\subsection{External and Concurrent Extensions} 

\begin{figure*}[h]%
    \centering
    \subfloat[External Insertion Throughput]{\includegraphics[width=.5\textwidth]{img/sigmod23/plot/fig-bs-ext-insert.pdf} \label{fig:ext-insert}} 
    \subfloat[External Sampling Latency]{\includegraphics[width=.5\textwidth]{img/sigmod23/plot/fig-bs-ext-sample.pdf} \label{fig:ext-sample}} \\

    \subfloat[Concurrent Insert Latency vs. Throughput]{\includegraphics[width=.5\textwidth]{img/sigmod23/plot/fig-cc-irs-scale} \label{fig:con-latency}}
    \subfloat[Concurrent Insert Throughput vs. Thread Count]{\includegraphics[width=.5\textwidth]{img/sigmod23/plot/fig-cc-irs-thread} \label{fig:con-tput}}
    
    \caption{External and Concurrent Extensions of DE-IRS}
    \label{fig:irs-extensions}
\end{figure*}

We also tested our proof-of-concept implementations for external and
concurrent extensions to the dynamization framework, as discussed
in Section~\ref{sec:discussion}. First, we'll consider the external
version of \texttt{DE-IRS}, compared with \texttt{AB-tree}. For this
test, we configured \texttt{DE-IRS} to store the first 4 levels in
memory, and the remainder on disk. This configuration resulted in the
use of at most 350 MiB of memory (including the mutable buffer and
Bloom filters).

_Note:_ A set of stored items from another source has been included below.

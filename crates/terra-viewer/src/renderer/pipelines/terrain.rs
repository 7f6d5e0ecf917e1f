use crate::assets::AssetKind;
use crate::renderer::textures::GlobeTextures;
use terra::geometry::PointSample;
use terra::shading::TerrainUniformsStd140;
use wgpu::util::DeviceExt;

pub const TERRAIN_WGSL: &str = include_str!("../../../shaders/terrain_points.wgsl");

/// Two triangles spanning `[-1, 1]²`; every instance expands one of these.
pub const QUAD_CORNERS: [[f32; 2]; 6] = [
    [-1.0, -1.0],
    [1.0, -1.0],
    [1.0, 1.0],
    [-1.0, -1.0],
    [1.0, 1.0],
    [-1.0, 1.0],
];

pub fn quad_buffer(device: &wgpu::Device, label: &str) -> wgpu::Buffer {
    device.create_buffer_init(&wgpu::util::BufferInitDescriptor {
        label: Some(label),
        contents: bytemuck::cast_slice(&QUAD_CORNERS),
        usage: wgpu::BufferUsages::VERTEX,
    })
}

pub const QUAD_LAYOUT: wgpu::VertexBufferLayout<'static> = wgpu::VertexBufferLayout {
    array_stride: std::mem::size_of::<[f32; 2]>() as u64,
    step_mode: wgpu::VertexStepMode::Vertex,
    attributes: &[wgpu::VertexAttribute {
        shader_location: 0,
        offset: 0,
        format: wgpu::VertexFormat::Float32x2,
    }],
};

fn texture_entry(binding: u32, visibility: wgpu::ShaderStages) -> wgpu::BindGroupLayoutEntry {
    wgpu::BindGroupLayoutEntry {
        binding,
        visibility,
        ty: wgpu::BindingType::Texture {
            sample_type: wgpu::TextureSampleType::Float { filterable: true },
            view_dimension: wgpu::TextureViewDimension::D2,
            multisampled: false,
        },
        count: None,
    }
}

/// The textured point-cloud globe.
pub struct TerrainPipeline {
    pipeline: wgpu::RenderPipeline,
    layout: wgpu::BindGroupLayout,
    uniform_buffer: wgpu::Buffer,
    bind_group: wgpu::BindGroup,
    bound_generation: u64,
    quad_vb: wgpu::Buffer,
    instances: wgpu::Buffer,
    instance_count: u32,
}

impl TerrainPipeline {
    pub fn new(
        device: &wgpu::Device,
        color_fmt: wgpu::TextureFormat,
        depth_fmt: wgpu::TextureFormat,
        points: &[PointSample],
        textures: &GlobeTextures,
    ) -> Self {
        let uniform_buffer = device.create_buffer(&wgpu::BufferDescriptor {
            label: Some("Terrain Uniform Buffer"),
            size: std::mem::size_of::<TerrainUniformsStd140>() as u64,
            usage: wgpu::BufferUsages::UNIFORM | wgpu::BufferUsages::COPY_DST,
            mapped_at_creation: false,
        });

        let both = wgpu::ShaderStages::VERTEX | wgpu::ShaderStages::FRAGMENT;
        let layout = device.create_bind_group_layout(&wgpu::BindGroupLayoutDescriptor {
            label: Some("Terrain BGL"),
            entries: &[
                wgpu::BindGroupLayoutEntry {
                    binding: 0,
                    visibility: both,
                    ty: wgpu::BindingType::Buffer {
                        ty: wgpu::BufferBindingType::Uniform,
                        has_dynamic_offset: false,
                        min_binding_size: wgpu::BufferSize::new(
                            std::mem::size_of::<TerrainUniformsStd140>() as u64,
                        ),
                    },
                    count: None,
                },
                texture_entry(1, wgpu::ShaderStages::VERTEX),
                texture_entry(2, wgpu::ShaderStages::FRAGMENT),
                texture_entry(3, wgpu::ShaderStages::FRAGMENT),
                texture_entry(4, wgpu::ShaderStages::FRAGMENT),
                wgpu::BindGroupLayoutEntry {
                    binding: 5,
                    visibility: both,
                    ty: wgpu::BindingType::Sampler(wgpu::SamplerBindingType::Filtering),
                    count: None,
                },
            ],
        });

        let shader = device.create_shader_module(wgpu::ShaderModuleDescriptor {
            label: Some("shaders/terrain_points.wgsl"),
            source: wgpu::ShaderSource::Wgsl(TERRAIN_WGSL.into()),
        });

        let quad_vb = quad_buffer(device, "Terrain Quad VB");
        let instances = device.create_buffer_init(&wgpu::util::BufferInitDescriptor {
            label: Some("Terrain Instances"),
            contents: bytemuck::cast_slice(points),
            usage: wgpu::BufferUsages::VERTEX,
        });

        let vbuf_layouts = [
            QUAD_LAYOUT,
            wgpu::VertexBufferLayout {
                array_stride: std::mem::size_of::<PointSample>() as u64,
                step_mode: wgpu::VertexStepMode::Instance,
                attributes: &[
                    // Unit-sphere position, doubling as the normal.
                    wgpu::VertexAttribute {
                        shader_location: 1,
                        offset: 0,
                        format: wgpu::VertexFormat::Float32x3,
                    },
                    wgpu::VertexAttribute {
                        shader_location: 2,
                        offset: 12,
                        format: wgpu::VertexFormat::Float32x2,
                    },
                ],
            },
        ];

        let pipeline_layout = device.create_pipeline_layout(&wgpu::PipelineLayoutDescriptor {
            label: Some("Terrain Pipeline Layout"),
            bind_group_layouts: &[&layout],
            push_constant_ranges: &[],
        });

        let pipeline = device.create_render_pipeline(&wgpu::RenderPipelineDescriptor {
            label: Some("Terrain Points Pipeline"),
            layout: Some(&pipeline_layout),
            vertex: wgpu::VertexState {
                module: &shader,
                entry_point: "vs_main",
                buffers: &vbuf_layouts,
                compilation_options: wgpu::PipelineCompilationOptions::default(),
            },
            primitive: wgpu::PrimitiveState {
                topology: wgpu::PrimitiveTopology::TriangleList,
                ..Default::default()
            },
            depth_stencil: Some(wgpu::DepthStencilState {
                format: depth_fmt,
                depth_write_enabled: true,
                depth_compare: wgpu::CompareFunction::LessEqual,
                stencil: wgpu::StencilState::default(),
                bias: wgpu::DepthBiasState::default(),
            }),
            fragment: Some(wgpu::FragmentState {
                module: &shader,
                entry_point: "fs_main",
                targets: &[Some(wgpu::ColorTargetState {
                    format: color_fmt,
                    blend: Some(wgpu::BlendState::ALPHA_BLENDING),
                    write_mask: wgpu::ColorWrites::ALL,
                })],
                compilation_options: wgpu::PipelineCompilationOptions::default(),
            }),
            multisample: wgpu::MultisampleState::default(),
            multiview: None,
        });

        let bind_group = Self::bind(device, &layout, &uniform_buffer, textures);

        Self {
            pipeline,
            layout,
            uniform_buffer,
            bind_group,
            bound_generation: textures.generation(),
            quad_vb,
            instances,
            instance_count: points.len() as u32,
        }
    }

    fn bind(
        device: &wgpu::Device,
        layout: &wgpu::BindGroupLayout,
        uniform_buffer: &wgpu::Buffer,
        textures: &GlobeTextures,
    ) -> wgpu::BindGroup {
        let tex = |binding, kind| wgpu::BindGroupEntry {
            binding,
            resource: wgpu::BindingResource::TextureView(textures.view(kind)),
        };

        device.create_bind_group(&wgpu::BindGroupDescriptor {
            label: Some("Terrain Bind Group"),
            layout,
            entries: &[
                wgpu::BindGroupEntry {
                    binding: 0,
                    resource: uniform_buffer.as_entire_binding(),
                },
                tex(1, AssetKind::Elevation),
                tex(2, AssetKind::SurfaceColor),
                tex(3, AssetKind::Highlight),
                tex(4, AssetKind::OceanMask),
                wgpu::BindGroupEntry {
                    binding: 5,
                    resource: wgpu::BindingResource::Sampler(&textures.sampler),
                },
            ],
        })
    }

    #[inline]
    pub fn instance_count(&self) -> u32 {
        self.instance_count
    }

    /// Uploads this frame's uniforms and rebinds textures that changed.
    pub fn prepare(
        &mut self,
        device: &wgpu::Device,
        queue: &wgpu::Queue,
        uniforms: &TerrainUniformsStd140,
        textures: &GlobeTextures,
    ) {
        if textures.generation() != self.bound_generation {
            self.bind_group = Self::bind(device, &self.layout, &self.uniform_buffer, textures);
            self.bound_generation = textures.generation();
        }
        queue.write_buffer(&self.uniform_buffer, 0, bytemuck::bytes_of(uniforms));
    }

    pub fn draw<'a>(&'a self, rpass: &mut wgpu::RenderPass<'a>) {
        rpass.set_pipeline(&self.pipeline);
        rpass.set_bind_group(0, &self.bind_group, &[]);
        rpass.set_vertex_buffer(0, self.quad_vb.slice(..));
        rpass.set_vertex_buffer(1, self.instances.slice(..));
        rpass.draw(0..6, 0..self.instance_count);
    }
}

We used tagging for deletes, to avoid random writes,
but otherwise used the same standardized configuration parameters as
the previous tests. We use \texttt{O\_DIRECT} to disable OS caching and
CGroups to constrain the process to 1 GiB of memory to simulate a memory
constrained environment. \texttt{DE-IRS} did not use any caching layer,
however we did enable a 64 GiB cache for AB-tree. This was to be fair,
as AB-tree requires per-sample tree traversals and thus is much more
reliant on caching for good performance. We performed these tests with
larger data sets: 4 billion and 8 billion record synthetic datasets,
which were 80 GiB and 162 GiB in size respective, and the full 2.6
billion records of the OSM dataset, which was 55 GiB in size.

The results of this testing can be see in Figures~\ref{fig:ext-sample}
and \ref{fig:ext-insert}. Despite using significantly less memory and
having no caching layer, \texttt{DE-IRS} was able to handily defeat the
dynamic baseline in both sampling and update performance.

Finally, we tested the multi-threaded insertion performance of our
in-memory, concurrent implementation of \texttt{DE-IRS} compared to
\texttt{AB-tree} configured to run entirely in memory. We used the
synthetic uniform dataset (1B records) for this testing, and introduced a
slight delay between inserts to avoid bottlenecking on the fetch-and-add
within the mutable buffer. Figure~\ref{fig:con-latency} shows the latency
vs. throughput curves for the two structures. Note that \texttt{AB-tree}'s
results are cut off by the y-axis, as it performs significantly worse than
\texttt{DE-IRS}. Figure~\ref{fig:con-tput} shows the insertion throughput
as additional insertion threads are added. Both plots show linear scaling
up to 3 or 4 threads, before the throughput levels off. Further, even
with as many as 32 threads, the system is able to maintain a stable
insertion throughput. Note that this implementation of concurrency
is incredibly rudamentary, and doesn't take advantage of concurrent
merging opportunities, among other things. An implementation with
support for this will be discussed in Chapter~\ref{chap:tail-latency},
and shown to perform significantly better. Even with this rudamentary
implementation of concurrency, however, \texttt{DE-IRS} is able to
outperform \texttt{AB-tree} under all conditions tested.